However, OIS is a probabilistic barrier, not an absolute one:
- OIS efficacy depends on the intact two-arm machinery (p53 + p16/Rb); inactivation of either arm tilts the cell toward escape.
- The longer cells remain in the OIS state, the greater the accumulated mutagenic pressure — prolonged SASP (via ROS, secreted cytokines) increases the probability of secondary mutations that inactivate p53 or delete CDKN2A.

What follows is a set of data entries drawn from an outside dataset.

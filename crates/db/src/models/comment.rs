use chrono::{DateTime, Utc};
use serde::{Deserialize, Serialize};
use serde_json::json;

use crate::gateway::{Filter, Gateway, GatewayError, Table};

#[derive(Debug, Clone, PartialEq, Serialize, Deserialize)]
pub struct Comment {
    pub id: String,
    pub task_id: String,
    pub user_id: String,
    pub content: String,
    pub created_at: DateTime<Utc>,
}

#[derive(Debug, Clone, Serialize, Deserialize)]
pub struct CreateComment {
    pub task_id: String,
    pub user_id: String,
    pub content: String,
}

impl Comment {
    pub fn draft(id: String, data: &CreateComment, now: DateTime<Utc>) -> Self {
        Self {
            id,
            task_id: data.task_id.clone(),
            user_id: data.user_id.clone(),
            content: data.content.clone(),
            created_at: now,
        }
    }

    pub async fn find_by_task_id<G: Gateway + ?Sized>(
        gateway: &G,
        task_id: &str,
    ) -> Result<Vec<Self>, GatewayError> {
        let rows = gateway
            .select(Table::Comments, Some(&Filter::eq("task_id", task_id)))
            .await?;
        let mut comments = rows
            .into_iter()
            .map(serde_json::from_value)
            .collect::<Result<Vec<Self>, _>>()?;
        comments.sort_by_key(|comment| comment.created_at);
        Ok(comments)
    }

    pub async fn create<G: Gateway + ?Sized>(
        gateway: &G,
        data: &CreateComment,
    ) -> Result<Self, GatewayError> {
        let row = json!({
            "task_id": data.task_id,
            "user_id": data.user_id,
            "content": data.content,
        });
        let stored = gateway.insert(Table::Comments, row).await?;
        Ok(serde_json::from_value(stored)?)
    }

    pub async fn delete<G: Gateway + ?Sized>(gateway: &G, id: &str) -> Result<(), GatewayError> {
        gateway.delete(Table::Comments, id).await
    }
}
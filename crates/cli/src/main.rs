//! kanban - command-line client for a hosted Kanban board
//!
//! Every invocation signs in, waits for the board to load, runs one command
//! and prints the notifications it produced.

mod commands;

use std::{path::PathBuf, sync::Arc};

use anyhow::Context;
use clap::Parser;
use db::{RemoteClient, RestAuth, RestGateway};
use services::services::{
    board::BoardService,
    config::{self, RemoteConfig},
    session::SessionGate,
};
use tracing_subscriber::{EnvFilter, prelude::*};

use commands::Command;

#[derive(Parser)]
#[command(name = "kanban")]
#[command(about = "Command-line client for a hosted Kanban board")]
struct Cli {
    /// Board configuration file
    #[arg(long, default_value = "kanban.json")]
    config: PathBuf,

    #[arg(long, env = "KANBAN_EMAIL")]
    email: String,

    #[arg(long, env = "KANBAN_PASSWORD", hide_env_values = true)]
    password: String,

    #[command(subcommand)]
    command: Command,
}

#[tokio::main]
async fn main() -> anyhow::Result<()> {
    let log_level = std::env::var("RUST_LOG").unwrap_or_else(|_| "warn".to_string());
    let filter_string = format!(
        "warn,kanban_cli={level},services={level},db={level}",
        level = log_level
    );
    let env_filter = EnvFilter::try_new(filter_string).context("invalid RUST_LOG filter")?;
    tracing_subscriber::registry()
        .with(
            tracing_subscriber::fmt::layer()
                .with_writer(std::io::stderr)
                .with_filter(env_filter),
        )
        .init();

    let cli = Cli::parse();

    let board_config = config::load_config_from_file(&cli.config).await.with_env();
    let remote = RemoteConfig::from_env()?;
    let client = Arc::new(RemoteClient::new(remote.url.as_str(), remote.api_key)?);
    let board = BoardService::new(Arc::new(RestGateway::new(client.clone())), board_config);
    let gate = SessionGate::new(Arc::new(RestAuth::new(client)), board.clone());
    let worker = gate.spawn();

    if matches!(cli.command, Command::SignUp) {
        let session = gate.sign_up(&cli.email, &cli.password).await?;
        if session.is_none() {
            println!("Check {} for a confirmation link", cli.email);
            return Ok(());
        }
    } else {
        gate.sign_in(&cli.email, &cli.password)
            .await
            .context("sign in failed")?;
    }
    let user = gate
        .until_loaded()
        .await
        .context("session ended before the board loaded")?;
    tracing::debug!(user = %user.email, "board ready");

    let result = commands::run(cli.command, &board, &user).await;
    commands::print_notifications(&board);

    if let Err(err) = gate.sign_out().await {
        tracing::warn!(error = %err, "sign out failed");
    }
    worker.abort();
    result
}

- SASP can promote paracrine senescence in neighboring cells (see cellular-senescence § SASP), amplifying tissue-level inflammation and creating a microenvironment permissive for eventual escape.
The Gu et al. 2025 (Nature) study of MASH-to-hepatocellular carcinoma (HCC) progression illustrates the OIS-to-cancer trajectory 11:
- p53 target gene FBP1 (fructose-1,6-bisphosphatase 1) is elevated in senescent MASH hepatocytes, reinforcing their arrest; FBP1 normally recruits protein phosphatase 2A catalytic subunit (PP2AC) to AKT, suppressing AKT activity.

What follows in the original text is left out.